**Listed records**
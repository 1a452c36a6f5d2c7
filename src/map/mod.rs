mod projection;
mod renderer;

pub use projection::Viewport;
pub use renderer::{BaseMap, LineString, Lod, MapLayers, MarkerCell};
use super::{title, ATTACK_COLOR, DEATH_COLOR, WOUNDED_COLOR};
use crate::aggregate::Totals;
use crate::filter::Filter;
use ratatui::style::Color;

#[derive(Debug, Clone, PartialEq)]
pub struct Slice {
    pub label: &'static str,
    pub value: u64,
    pub color: Color,
}

/// Totals split into deaths, wounded and attack metric, always in that order
#[derive(Debug, Clone, PartialEq)]
pub struct PieChart {
    pub title: String,
    pub slices: [Slice; 3],
}

impl PieChart {
    pub fn total(&self) -> u64 {
        self.slices.iter().map(|s| s.value).sum()
    }

    /// Fraction of the whole taken by a slice; 0 for an empty pie
    pub fn share(&self, idx: usize) -> f64 {
        let total = self.total();
        match self.slices.get(idx) {
            Some(slice) if total > 0 => slice.value as f64 / total as f64,
            _ => 0.0,
        }
    }
}

pub fn render(totals: &Totals, filter: &Filter) -> PieChart {
    PieChart {
        title: title("Total Casualties", filter),
        slices: [
            Slice {
                label: "Total Death",
                value: totals.kills,
                color: DEATH_COLOR,
            },
            Slice {
                label: "Total Wounded",
                value: totals.wounds,
                color: WOUNDED_COLOR,
            },
            Slice {
                label: "Total Attack",
                value: totals.attack_metric,
                color: ATTACK_COLOR,
            },
        ],
    }
}
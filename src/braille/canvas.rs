use std::fmt;

/// Braille Unicode canvas for high-resolution terminal graphics.
/// Each character cell holds a 2x4 dot grid; U+2800 is the empty cell.
pub struct BrailleCanvas {
    cols: usize,
    rows: usize,
    cells: Vec<u8>,
}

/// Dot bit for (x % 2, y % 4) inside a cell
const DOT_BITS: [[u8; 4]; 2] = [[0x01, 0x02, 0x04, 0x40], [0x08, 0x10, 0x20, 0x80]];

impl BrailleCanvas {
    /// Canvas of `cols` x `rows` characters (`cols*2` x `rows*4` dots)
    pub fn new(cols: usize, rows: usize) -> Self {
        Self {
            cols,
            rows,
            cells: vec![0; cols * rows],
        }
    }

    /// Dot resolution (width, height)
    pub fn dots(&self) -> (usize, usize) {
        (self.cols * 2, self.rows * 4)
    }

    /// Set a dot; coordinates off the canvas are ignored
    pub fn set(&mut self, x: i32, y: i32) {
        if x < 0 || y < 0 {
            return;
        }
        let (x, y) = (x as usize, y as usize);
        let (cx, cy) = (x / 2, y / 4);
        if cx >= self.cols || cy >= self.rows {
            return;
        }
        self.cells[cy * self.cols + cx] |= DOT_BITS[x % 2][y % 4];
    }

    /// Bresenham line between two dots, clipped dot by dot
    pub fn line(&mut self, from: (i32, i32), to: (i32, i32)) {
        let (mut x, mut y) = from;
        let dx = (to.0 - x).abs();
        let dy = (to.1 - y).abs();
        let step_x = (to.0 - x).signum();
        let step_y = (to.1 - y).signum();
        let mut err = dx - dy;

        loop {
            self.set(x, y);
            if (x, y) == to {
                break;
            }
            let e2 = err * 2;
            if e2 > -dy {
                err -= dy;
                x += step_x;
            }
            if e2 < dx {
                err += dx;
                y += step_y;
            }
        }
    }

    /// True if no dot is set
    pub fn is_blank(&self) -> bool {
        self.cells.iter().all(|&c| c == 0)
    }

    /// Character at a cell, `None` for empty or out-of-range cells
    pub fn glyph(&self, col: usize, row: usize) -> Option<char> {
        if col >= self.cols || row >= self.rows {
            return None;
        }
        match self.cells[row * self.cols + col] {
            0 => None,
            bits => char::from_u32(0x2800 + bits as u32),
        }
    }
}

/// Whole canvas, one line per character row
impl fmt::Display for BrailleCanvas {
    fn fmt(&self, f: &mut fmt::Formatter<'_>) -> fmt::Result {
        for row in 0..self.rows {
            if row > 0 {
                f.write_str("\n")?;
            }
            for col in 0..self.cols {
                write!(f, "{}", self.glyph(col, row).unwrap_or('\u{2800}'))?;
            }
        }
        Ok(())
    }
}

#[cfg(test)]
mod tests {
    use super::*;

    #[test]
    fn test_single_dot() {
        let mut canvas = BrailleCanvas::new(1, 1);
        canvas.set(0, 0);
        assert_eq!(canvas.to_string(), "⠁");
    }

    #[test]
    fn test_display_rows() {
        let mut canvas = BrailleCanvas::new(2, 2);
        canvas.set(3, 7);
        assert_eq!(canvas.to_string(), "\u{2800}\u{2800}\n\u{2800}⢀");
    }

    #[test]
    fn test_full_cell() {
        let mut canvas = BrailleCanvas::new(1, 1);
        for x in 0..2 {
            for y in 0..4 {
                canvas.set(x, y);
            }
        }
        assert_eq!(canvas.to_string(), "⣿");
    }

    #[test]
    fn test_off_canvas_ignored() {
        let mut canvas = BrailleCanvas::new(2, 1);
        canvas.set(-1, 0);
        canvas.set(4, 0);
        canvas.set(0, 4);
        assert!(canvas.is_blank());
        assert_eq!(canvas.glyph(5, 0), None);
    }

    #[test]
    fn test_diagonal_line() {
        let mut canvas = BrailleCanvas::new(2, 1);
        canvas.line((0, 0), (3, 3));
        // (0,0)+(1,1) = 0x11, (2,2)+(3,3) = 0x84
        assert_eq!(canvas.to_string(), "⠑⢄");
    }

    #[test]
    fn test_horizontal_line_both_directions() {
        let mut a = BrailleCanvas::new(5, 1);
        let mut b = BrailleCanvas::new(5, 1);
        a.line((0, 0), (9, 0));
        b.line((9, 0), (0, 0));
        assert_eq!(a.to_string(), "⠉⠉⠉⠉⠉");
        assert_eq!(a.to_string(), b.to_string());
    }

    #[test]
    fn test_dots() {
        assert_eq!(BrailleCanvas::new(3, 2).dots(), (6, 8));
    }
}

**Prompt**
Copy the whole of the data above exactly.

**Solved problem**
repository 1a452c36a6f5d2c7
filename src/map/mod.rs
mod projection;
mod renderer;

pub use projection::Viewport;
pub use renderer::{BaseMap, LineString, Lod, MapLayers, MarkerCell};
use super::{title, ATTACK_COLOR, DEATH_COLOR, WOUNDED_COLOR};
use crate::aggregate::Totals;
use crate::filter::Filter;
use ratatui::style::Color;

#[derive(Debug, Clone, PartialEq)]
pub struct Slice {
    pub label: &'static str,
    pub value: u64,
    pub color: Color,
}

/// Totals split into deaths, wounded and attack metric, always in that order
#[derive(Debug, Clone, PartialEq)]
pub struct PieChart {
    pub title: String,
    pub slices: [Slice; 3],
}

impl PieChart {
    pub fn total(&self) -> u64 {
        self.slices.iter().map(|s| s.value).sum()
    }

    /// Fraction of the whole taken by a slice; 0 for an empty pie
    pub fn share(&self, idx: usize) -> f64 {
        let total = self.total();
        match self.slices.get(idx) {
            Some(slice) if total > 0 => slice.value as f64 / total as f64,
            _ => 0.0,
        }
    }
}

pub fn render(totals: &Totals, filter: &Filter) -> PieChart {
    PieChart {
        title: title("Total Casualties", filter),
        slices: [
            Slice {
                label: "Total Death",
                value: totals.kills,
                color: DEATH_COLOR,
            },
            Slice {
                label: "Total Wounded",
                value: totals.wounds,
                color: WOUNDED_COLOR,
            },
            Slice {
                label: "Total Attack",
                value: totals.attack_metric,
                color: ATTACK_COLOR,
            },
        ],
    }
}
filename src/braille/canvas.rs
use std::fmt;

/// Braille Unicode canvas for high-resolution terminal graphics.
/// Each character cell holds a 2x4 dot grid; U+2800 is the empty cell.
pub struct BrailleCanvas {
    cols: usize,
    rows: usize,
    cells: Vec<u8>,
}

/// Dot bit for (x % 2, y % 4) inside a cell
const DOT_BITS: [[u8; 4]; 2] = [[0x01, 0x02, 0x04, 0x40], [0x08, 0x10, 0x20, 0x80]];

impl BrailleCanvas {
    /// Canvas of `cols` x `rows` characters (`cols*2` x `rows*4` dots)
    pub fn new(cols: usize, rows: usize) -> Self {
        Self {
            cols,
            rows,
            cells: vec![0; cols * rows],
        }
    }

    /// Dot resolution (width, height)
    pub fn dots(&self) -> (usize, usize) {
        (self.cols * 2, self.rows * 4)
    }

    /// Set a dot; coordinates off the canvas are ignored
    pub fn set(&mut self, x: i32, y: i32) {
        if x < 0 || y < 0 {
            return;
        }
        let (x, y) = (x as usize, y as usize);
        let (cx, cy) = (x / 2, y / 4);
        if cx >= self.cols || cy >= self.rows {
            return;
        }
        self.cells[cy * self.cols + cx] |= DOT_BITS[x % 2][y % 4];
    }

    /// Bresenham line between two dots, clipped dot by dot
    pub fn line(&mut self, from: (i32, i32), to: (i32, i32)) {
        let (mut x, mut y) = from;
        let dx = (to.0 - x).abs();
        let dy = (to.1 - y).abs();
        let step_x = (to.0 - x).signum();
        let step_y = (to.1 - y).signum();
        let mut err = dx - dy;

        loop {
            self.set(x, y);
            if (x, y) == to {
                break;
            }
            let e2 = err * 2;
            if e2 > -dy {
                err -= dy;
                x += step_x;
            }
            if e2 < dx {
                err += dx;
                y += step_y;
            }
        }
    }

    /// True if no dot is set
    pub fn is_blank(&self) -> bool {
        self.cells.iter().all(|&c| c == 0)
    }

    /// Character at a cell, `None` for empty or out-of-range cells
    pub fn glyph(&self, col: usize, row: usize) -> Option<char> {
        if col >= self.cols || row >= self.rows {
            return None;
        }
        match self.cells[row * self.cols + col] {
            0 => None,
            bits => char::from_u32(0x2800 + bits as u32),
        }
    }
}

/// Whole canvas, one line per character row
impl fmt::Display for BrailleCanvas {
    fn fmt(&self, f: &mut fmt::Formatter<'_>) -> fmt::Result {
        for row in 0..self.rows {
            if row > 0 {
                f.write_str("\n")?;
            }
            for col in 0..self.cols {
                write!(f, "{}", self.glyph(col, row).unwrap_or('\u{2800}'))?;
            }
        }
        Ok(())
    }
}

#[cfg(test)]
mod tests {
    use super::*;

    #[test]
    fn test_single_dot() {
        let mut canvas = BrailleCanvas::new(1, 1);
        canvas.set(0, 0);
        assert_eq!(canvas.to_string(), "⠁");
    }

    #[test]
    fn test_display_rows() {
        let mut canvas = BrailleCanvas::new(2, 2);
        canvas.set(3, 7);
        assert_eq!(canvas.to_string(), "\u{2800}\u{2800}\n\u{2800}⢀");
    }

    #[test]
    fn test_full_cell() {
        let mut canvas = BrailleCanvas::new(1, 1);
        for x in 0..2 {
            for y in 0..4 {
                canvas.set(x, y);
            }
        }
        assert_eq!(canvas.to_string(), "⣿");
    }

    #[test]
    fn test_off_canvas_ignored() {
        let mut canvas = BrailleCanvas::new(2, 1);
        canvas.set(-1, 0);
        canvas.set(4, 0);
        canvas.set(0, 4);
        assert!(canvas.is_blank());
        assert_eq!(canvas.glyph(5, 0), None);
    }

    #[test]
    fn test_diagonal_line() {
        let mut canvas = BrailleCanvas::new(2, 1);
        canvas.line((0, 0), (3, 3));
        // (0,0)+(1,1) = 0x11, (2,2)+(3,3) = 0x84
        assert_eq!(canvas.to_string(), "⠑⢄");
    }

    #[test]
    fn test_horizontal_line_both_directions() {
        let mut a = BrailleCanvas::new(5, 1);
        let mut b = BrailleCanvas::new(5, 1);
        a.line((0, 0), (9, 0));
        b.line((9, 0), (0, 0));
        assert_eq!(a.to_string(), "⠉⠉⠉⠉⠉");
        assert_eq!(a.to_string(), b.to_string());
    }

    #[test]
    fn test_dots() {
        assert_eq!(BrailleCanvas::new(3, 2).dots(), (6, 8));
    }
}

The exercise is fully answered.